Kapitalny początek igrzysk dla rosyjskich siatkarzy. "To jakaś magia. I dziwny zwyczaj"

- To jakaś magia. I dziwny zwyczaj, bo mamy też świetną drużynę w hokeju, ale ona akurat świetnie wypada wszędzie, tylko nie na igrzyskach. Siatkówka to najbardziej stabilny sport w Rosji - mówi Sport.pl dziennikarz sport.business-gazeta.ru Władimir Iwanow. 
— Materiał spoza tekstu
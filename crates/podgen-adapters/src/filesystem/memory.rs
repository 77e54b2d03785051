//! In-memory filesystem adapter for testing.

use std::{
    collections::{BTreeMap, BTreeSet},
    path::{Path, PathBuf},
    sync::{Arc, RwLock},
};

use podgen_core::{
    application::{ApplicationError, ports::Filesystem},
    error::{PodgenError, PodgenResult},
};

/// In-memory filesystem for testing. Clones share the same contents.
#[derive(Debug, Clone, Default)]
pub struct MemoryFilesystem {
    inner: Arc<RwLock<MemoryFilesystemInner>>,
}

#[derive(Debug, Default)]
struct MemoryFilesystemInner {
    files: BTreeMap<PathBuf, String>,
    directories: BTreeSet<PathBuf>,
    /// Paths whose next write fails.
    failing: BTreeSet<PathBuf>,
}

impl MemoryFilesystem {
    pub fn new() -> Self {
        Self::default()
    }

    /// Read a file's content (testing helper).
    pub fn read_file(&self, path: &Path) -> Option<String> {
        let inner = self.inner.read().ok()?;
        inner.files.get(path).cloned()
    }

    /// All file paths, sorted.
    pub fn list_files(&self) -> Vec<PathBuf> {
        self.inner
            .read()
            .map(|inner| inner.files.keys().cloned().collect())
            .unwrap_or_default()
    }

    /// Make every write to `path` fail (testing helper).
    pub fn fail_writes_to(&self, path: impl Into<PathBuf>) {
        if let Ok(mut inner) = self.inner.write() {
            inner.failing.insert(path.into());
        }
    }
}

fn poisoned() -> PodgenError {
    PodgenError::Internal {
        message: "memory filesystem lock poisoned".into(),
    }
}

impl Filesystem for MemoryFilesystem {
    fn create_dir_all(&self, path: &Path) -> PodgenResult<()> {
        let mut inner = self.inner.write().map_err(|_| poisoned())?;

        let mut current = PathBuf::new();
        for component in path.components() {
            current.push(component);
            inner.directories.insert(current.clone());
        }

        Ok(())
    }

    fn write_file(&self, path: &Path, content: &str) -> PodgenResult<()> {
        let mut inner = self.inner.write().map_err(|_| poisoned())?;

        if inner.failing.contains(path) {
            return Err(ApplicationError::FilesystemError {
                path: path.to_path_buf(),
                reason: "simulated write failure".into(),
            }
            .into());
        }

        if let Some(parent) = path.parent() {
            if !parent.as_os_str().is_empty() && !inner.directories.contains(parent) {
                return Err(ApplicationError::FilesystemError {
                    path: path.to_path_buf(),
                    reason: "Parent directory does not exist".into(),
                }
                .into());
            }
        }

        inner.files.insert(path.to_path_buf(), content.to_owned());
        Ok(())
    }

    fn exists(&self, path: &Path) -> bool {
        self.inner
            .read()
            .map(|inner| inner.files.contains_key(path) || inner.directories.contains(path))
            .unwrap_or(false)
    }

    fn remove_file(&self, path: &Path) -> PodgenResult<()> {
        let mut inner = self.inner.write().map_err(|_| poisoned())?;
        inner.files.remove(path);
        Ok(())
    }
}

#[cfg(test)]
mod tests {
    use super::*;

    #[test]
    fn write_requires_parent_directory() {
        let fs = MemoryFilesystem::new();
        assert!(fs.write_file(Path::new("/out/Podmanfile"), "x").is_err());

        fs.create_dir_all(Path::new("/out")).unwrap();
        fs.write_file(Path::new("/out/Podmanfile"), "x").unwrap();
        assert_eq!(fs.read_file(Path::new("/out/Podmanfile")).as_deref(), Some("x"));
    }

    #[test]
    fn clones_share_contents() {
        let fs = MemoryFilesystem::new();
        let other = fs.clone();
        other.write_file(Path::new("compose.yaml"), "services: {}").unwrap();
        assert!(fs.exists(Path::new("compose.yaml")));
    }

    #[test]
    fn simulated_failure() {
        let fs = MemoryFilesystem::new();
        fs.fail_writes_to("compose.yaml");
        assert!(fs.write_file(Path::new("compose.yaml"), "x").is_err());
        assert!(fs.list_files().is_empty());
    }
}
W ostatnich latach Rosjanie nie wygrali niemal żadnego trofeum w światowej siatkówce. Przed igrzyskami spośród najmocniejszych drużyn byli najmniej spodziewanym kandydatem do walki o wygraną. Ale w Tokio od razu się przebudzili. Rozpoczęli igrzyska najlepiej od 13 lat.

"Trenerzy w Rosji zazwyczaj kojarzyli się z despotyzmem. A Sammelvuo to dla nas coś nowego"

W Pekinie ograli wszystkich grupowych rywali poza Polską. Teraz w Japonii pokonali już faworytów z USA, jak dotąd największą sensację turnieju z Argentyny, a teraz nie dali szans Brazylii. Tamtejsze media pisały o tym ostatnim spotkaniu jako upokorzeniu, że to najgorszy mecz "Canarinhos" od lat, a kibicom "krwawiły oczy", gdy patrzyli, jak ich drużyna przegrywa już w trzech setach.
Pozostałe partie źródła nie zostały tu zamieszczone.